I messed up my elbow ~6 months ago (I think from pushdowns), but I've managed to mostly work around it for all muscle groups EXCEPT my lats... I can't do any sort of pull downs without feeling some pain. Fortunately it's not debilitating, but still sucks
Boom, I knew you would say lighter loads. I've been doing this and can confirm, at 43 years of age, I have less joint issues than I had in my late 20s.
@BozskaCastica yeah same here, and the feeling sucks when you can't get a solid bicep routine. For a while, I was doing pinwheel curls, and I managed to get pretty good results but came across the Hoist cable curl machine, and it's amazing! I've been training a little under twenty years, so some wear and tear is bound to happen but hasn't stopped me.
For me, I got really strong on tricep pushdowns as I was training with my best friend again (huge social gains). Now I'm in my third month of recovering my elbows as I got too strong too fast on the tricep pushdown. Recently switched to rope 'push'downs, way less elbow discomfort, and with kickbacks and OH tricep extensions, ZERO elbow discomfort. There's always a way.
Nice video on the topic. I would also add something, I find isometric contractions to be great for tendons and tendonitis, especially yelding isometrics for long time under tension, very useful. One more thing I prefer light band over light weights as in the stretched position tend to be more gentle on the joint
Can you do something similar regarding shoulder pain when training delts? Particularly tips on recovering from rotator cuff injuries would be appreciated.

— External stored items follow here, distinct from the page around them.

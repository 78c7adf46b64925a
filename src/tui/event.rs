use crossterm::event::{self, Event, KeyEvent, KeyEventKind};
use std::time::Duration;

use crate::app::Result;

pub enum AppEvent {
    Key(KeyEvent),
    Resize(u16, u16),
    Tick,
}

/// Blocking reader over the terminal's input stream.
pub struct EventHandler {
    tick_rate: Duration,
}

impl EventHandler {
    pub fn new(tick_rate: Duration) -> Self {
        Self { tick_rate }
    }

    /// Wait up to one tick for the next key press or resize.
    pub fn next(&self) -> Result<AppEvent> {
        if event::poll(self.tick_rate)? {
            match event::read()? {
                Event::Key(key) if key.kind == KeyEventKind::Press => return Ok(AppEvent::Key(key)),
                Event::Resize(width, height) => return Ok(AppEvent::Resize(width, height)),
                _ => {}
            }
        }
        Ok(AppEvent::Tick)
    }
}

/// Logical user actions, independent of the keys bound to them.
#[derive(Debug, Clone, Copy, PartialEq, Eq)]
pub enum Action {
    Activate,
    Dismiss,
    MoveDown,
    MoveUp,
    PageDown,
    PageUp,
    GotoTop,
    GotoBottom,
    RefreshAll,
    OpenLink,
    Exit,
    None,
}
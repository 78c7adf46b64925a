use std::path::{Path, PathBuf};
use std::sync::Arc;

use crate::app::error::Result;
use crate::config::{Config, Keymap};
use crate::domain::FeedEntry;
use crate::fetcher::http_fetcher::HttpFetcher;
use crate::fetcher::Fetcher;
use crate::store::load_subscriptions;

/// Everything the reader needs before the terminal is taken over.
pub struct AppContext {
    pub fetcher: Arc<dyn Fetcher + Send + Sync>,
    pub subscriptions: Vec<FeedEntry>,
    pub config: Config,
    pub keymap: Keymap,
}

impl AppContext {
    /// Load from `mrss` in the platform config directory.
    pub fn load() -> Result<Self> {
        Self::from_dir(&Config::default_dir()?)
    }

    pub fn from_dir(dir: &Path) -> Result<Self> {
        let fetcher: Arc<dyn Fetcher + Send + Sync> = Arc::new(HttpFetcher::new()?);
        Self::with_fetcher(dir, fetcher)
    }

    /// The subscription list is read first; a missing or malformed list
    /// fails before anything else is touched.
    pub fn with_fetcher(dir: &Path, fetcher: Arc<dyn Fetcher + Send + Sync>) -> Result<Self> {
        let subscriptions = load_subscriptions(&Config::urls_path(dir))?;
        let config = Config::load(dir)?;
        let keymap = config.keybindings.keymap()?;

        Ok(Self {
            fetcher,
            subscriptions,
            config,
            keymap,
        })
    }

    /// `<data dir>/mrss/mrss.log`, creating the directory if needed.
    pub fn log_path() -> Option<PathBuf> {
        let dir = dirs::data_dir()?.join("mrss");
        std::fs::create_dir_all(&dir).ok()?;
        Some(dir.join("mrss.log"))
    }
}
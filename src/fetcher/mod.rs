pub mod http_fetcher;
pub mod parallel;

use async_trait::async_trait;

use crate::app::Result;
use crate::domain::FeedData;

/// Retrieves and parses one feed.
#[async_trait]
pub trait Fetcher {
    async fn fetch(&self, url: &str) -> Result<FeedData>;
}
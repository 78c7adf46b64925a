use chrono::{DateTime, Utc};

#[derive(Debug, Clone, Default, PartialEq)]
pub struct Item {
    pub title: String,
    pub content: String,
    pub link: String,
    pub published_at: Option<DateTime<Utc>>,
}

impl Item {
    pub fn new(title: impl Into<String>) -> Self {
        Self {
            title: title.into(),
            ..Self::default()
        }
    }

    pub fn display_title(&self) -> &str {
        if self.title.is_empty() {
            "(Untitled)"
        } else {
            &self.title
        }
    }

    pub fn link(&self) -> Option<&str> {
        Some(self.link.as_str()).filter(|link| !link.is_empty())
    }
}
pub mod subscriptions;

pub use subscriptions::{load_subscriptions, read_subscriptions, MAX_LINE_LEN};

use crate::domain::{FeedData, FeedEntry, Item};

/// In-memory, ordered list of subscribed feeds.
///
/// Entries are fixed at startup; only their `feed` changes afterwards.
#[derive(Debug, Clone, Default)]
pub struct FeedStore {
    entries: Vec<FeedEntry>,
}

impl FeedStore {
    pub fn new(entries: Vec<FeedEntry>) -> Self {
        Self { entries }
    }

    pub fn len(&self) -> usize {
        self.entries.len()
    }

    pub fn is_empty(&self) -> bool {
        self.entries.is_empty()
    }

    pub fn get(&self, index: usize) -> Option<&FeedEntry> {
        self.entries.get(index)
    }

    pub fn entries(&self) -> &[FeedEntry] {
        &self.entries
    }

    /// Items of the feed at `index`; empty while the feed is absent.
    pub fn items(&self, index: usize) -> &[Item] {
        self.get(index).map(FeedEntry::items).unwrap_or(&[])
    }

    /// Store a fetched feed, replacing any earlier one.
    ///
    /// Returns `false` if `index` is out of range.
    pub fn set_feed(&mut self, index: usize, feed: FeedData) -> bool {
        match self.entries.get_mut(index) {
            Some(entry) => {
                entry.feed = Some(feed);
                true
            }
            None => false,
        }
    }

    /// `(index, url)` of every entry, for dispatching fetches.
    pub fn subscriptions(&self) -> Vec<(usize, String)> {
        self.entries
            .iter()
            .enumerate()
            .map(|(i, entry)| (i, entry.url.clone()))
            .collect()
    }
}
//! Serialized access to the UI.
//!
//! The input loop and the fetch-completion consumer each take the single
//! [`Session`] lock, mutate, repaint and release. Nothing touches the state
//! or the terminal without holding it.

use std::sync::{Arc, Mutex, MutexGuard};

use ratatui::{backend::Backend, Terminal};
use tokio::sync::mpsc;
use tokio::task::JoinHandle;

use crate::app::{MrssError, Result};
use crate::config::ColorConfig;
use crate::fetcher::parallel::FetchCompletion;
use crate::store::FeedStore;
use crate::tui::app::{AppState, Effect};
use crate::tui::event::Action;
use crate::tui::layout;

/// Everything the lock guards.
pub struct Session<B: Backend> {
    pub state: AppState,
    pub feeds: FeedStore,
    pub colors: ColorConfig,
    terminal: Terminal<B>,
}

impl<B: Backend> Session<B> {
    /// Start in the feed list, sized to the terminal.
    pub fn new(terminal: Terminal<B>, feeds: FeedStore, colors: ColorConfig) -> Result<Self> {
        let size = terminal.size()?;
        Ok(Self {
            state: AppState::new(size.width, size.height),
            feeds,
            colors,
            terminal,
        })
    }

    pub fn terminal(&self) -> &Terminal<B> {
        &self.terminal
    }

    /// Clear, render the current mode and flush.
    fn draw(&mut self) -> Result<()> {
        let Self {
            state,
            feeds,
            colors,
            terminal,
        } = self;
        terminal.draw(|frame| layout::render(frame, state, feeds, colors))?;
        Ok(())
    }
}

/// Cloneable handle to the locked [`Session`].
pub struct Synchronizer<B: Backend> {
    session: Arc<Mutex<Session<B>>>,
}

impl<B: Backend> Clone for Synchronizer<B> {
    fn clone(&self) -> Self {
        Self {
            session: self.session.clone(),
        }
    }
}

impl<B: Backend> Synchronizer<B> {
    pub fn new(session: Session<B>) -> Self {
        Self {
            session: Arc::new(Mutex::new(session)),
        }
    }

    fn lock(&self) -> Result<MutexGuard<'_, Session<B>>> {
        self.session.lock().map_err(|_| MrssError::StatePoisoned)
    }

    pub fn redraw(&self) -> Result<()> {
        self.lock()?.draw()
    }

    /// Apply a user action and repaint, unless the action ends the session.
    pub fn handle_action(&self, action: Action) -> Result<Effect> {
        let mut session = self.lock()?;
        let Session { state, feeds, .. } = &mut *session;
        let effect = state.apply(action, feeds);

        if effect != Effect::Exit {
            session.draw()?;
        }
        Ok(effect)
    }

    pub fn resize(&self, width: u16, height: u16) -> Result<()> {
        let mut session = self.lock()?;
        session.state.resize(width, height);
        session.draw()
    }

    /// Store a fetched feed and repaint.
    pub fn apply_fetched(&self, completion: FetchCompletion) -> Result<()> {
        let FetchCompletion { index, feed } = completion;
        let mut session = self.lock()?;

        if !session.feeds.set_feed(index, feed) {
            tracing::warn!("Dropping fetch result for unknown feed {}", index);
            return Ok(());
        }
        let Session { state, feeds, .. } = &mut *session;
        state.reconcile(feeds);

        session.draw()
    }

    pub fn subscriptions(&self) -> Result<Vec<(usize, String)>> {
        Ok(self.lock()?.feeds.subscriptions())
    }

    /// Run `f` against the session while holding the lock.
    pub fn with_session<R>(&self, f: impl FnOnce(&mut Session<B>) -> R) -> Result<R> {
        Ok(f(&mut *self.lock()?))
    }
}

/// Apply fetch completions one at a time until every sender is gone.
///
/// Returns the first render failure; fetch failures never reach here.
pub fn spawn_completion_consumer<B>(
    sync: Synchronizer<B>,
    mut completions: mpsc::UnboundedReceiver<FetchCompletion>,
) -> JoinHandle<Result<()>>
where
    B: Backend + Send + 'static,
{
    tokio::spawn(async move {
        while let Some(completion) = completions.recv().await {
            if let Err(e) = sync.apply_fetched(completion) {
                tracing::error!("Redraw after fetch failed: {}", e);
                return Err(e);
            }
        }
        Ok(())
    })
}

I have exactly this, and is getting better while I'm continuing lifting, what I have been doing is an anti inflammatory diet, or rather saying, a PMSF diet, so only protein and practically nothing else, since fat and carbs inflame the body, also as you say in your video, the slow controlled tempo and with ROM just before I feel pain, and perfect, no pain, I also use those elbow compressors, and with that, now I can lift as heavy as always, but with same slow controlled technique, so is getting better, So from next week I will incorporate again carbs and fats. Best
I did weighted chin ups adding weights every single week until I hit 50lbs and that’s where i started developing pain around the forearm and elbow. It’s been a month dealing with the pain. :(
Might want to back off on the frequency, and or use other similar exercises with a different grip for a meso-cycle or two. It’s better than the other option: exacerbating your elbow and forearm pain
I think the 70 % of 1 RM treshold to cause adaptations in the tendons argument is usually applied the other way; you should go lower in reps to make sure that you make your tendons stronger. I would think this should especially be important for training the achilles tendon for runners and the patellar tendon for basketball players. For instance S & C coach Jake Tuura seems to train his patellar tendons super heavy with high frequency but few sets each time to be able to play basketball. On the other hand going very high in repetitions could be beneficial for "pumping" blod into the tendons. I would guess that the best for tendons would be a mix of doing >= 25 repetions (warm up and cool down) and doing
Long term, you want some heavy lifting in there, indeed, but when you already have pain, heavy lifting is generally a no go. You don't need to stimulate more adaptations. The tissue is already going to remodel on its own if you just let it heal.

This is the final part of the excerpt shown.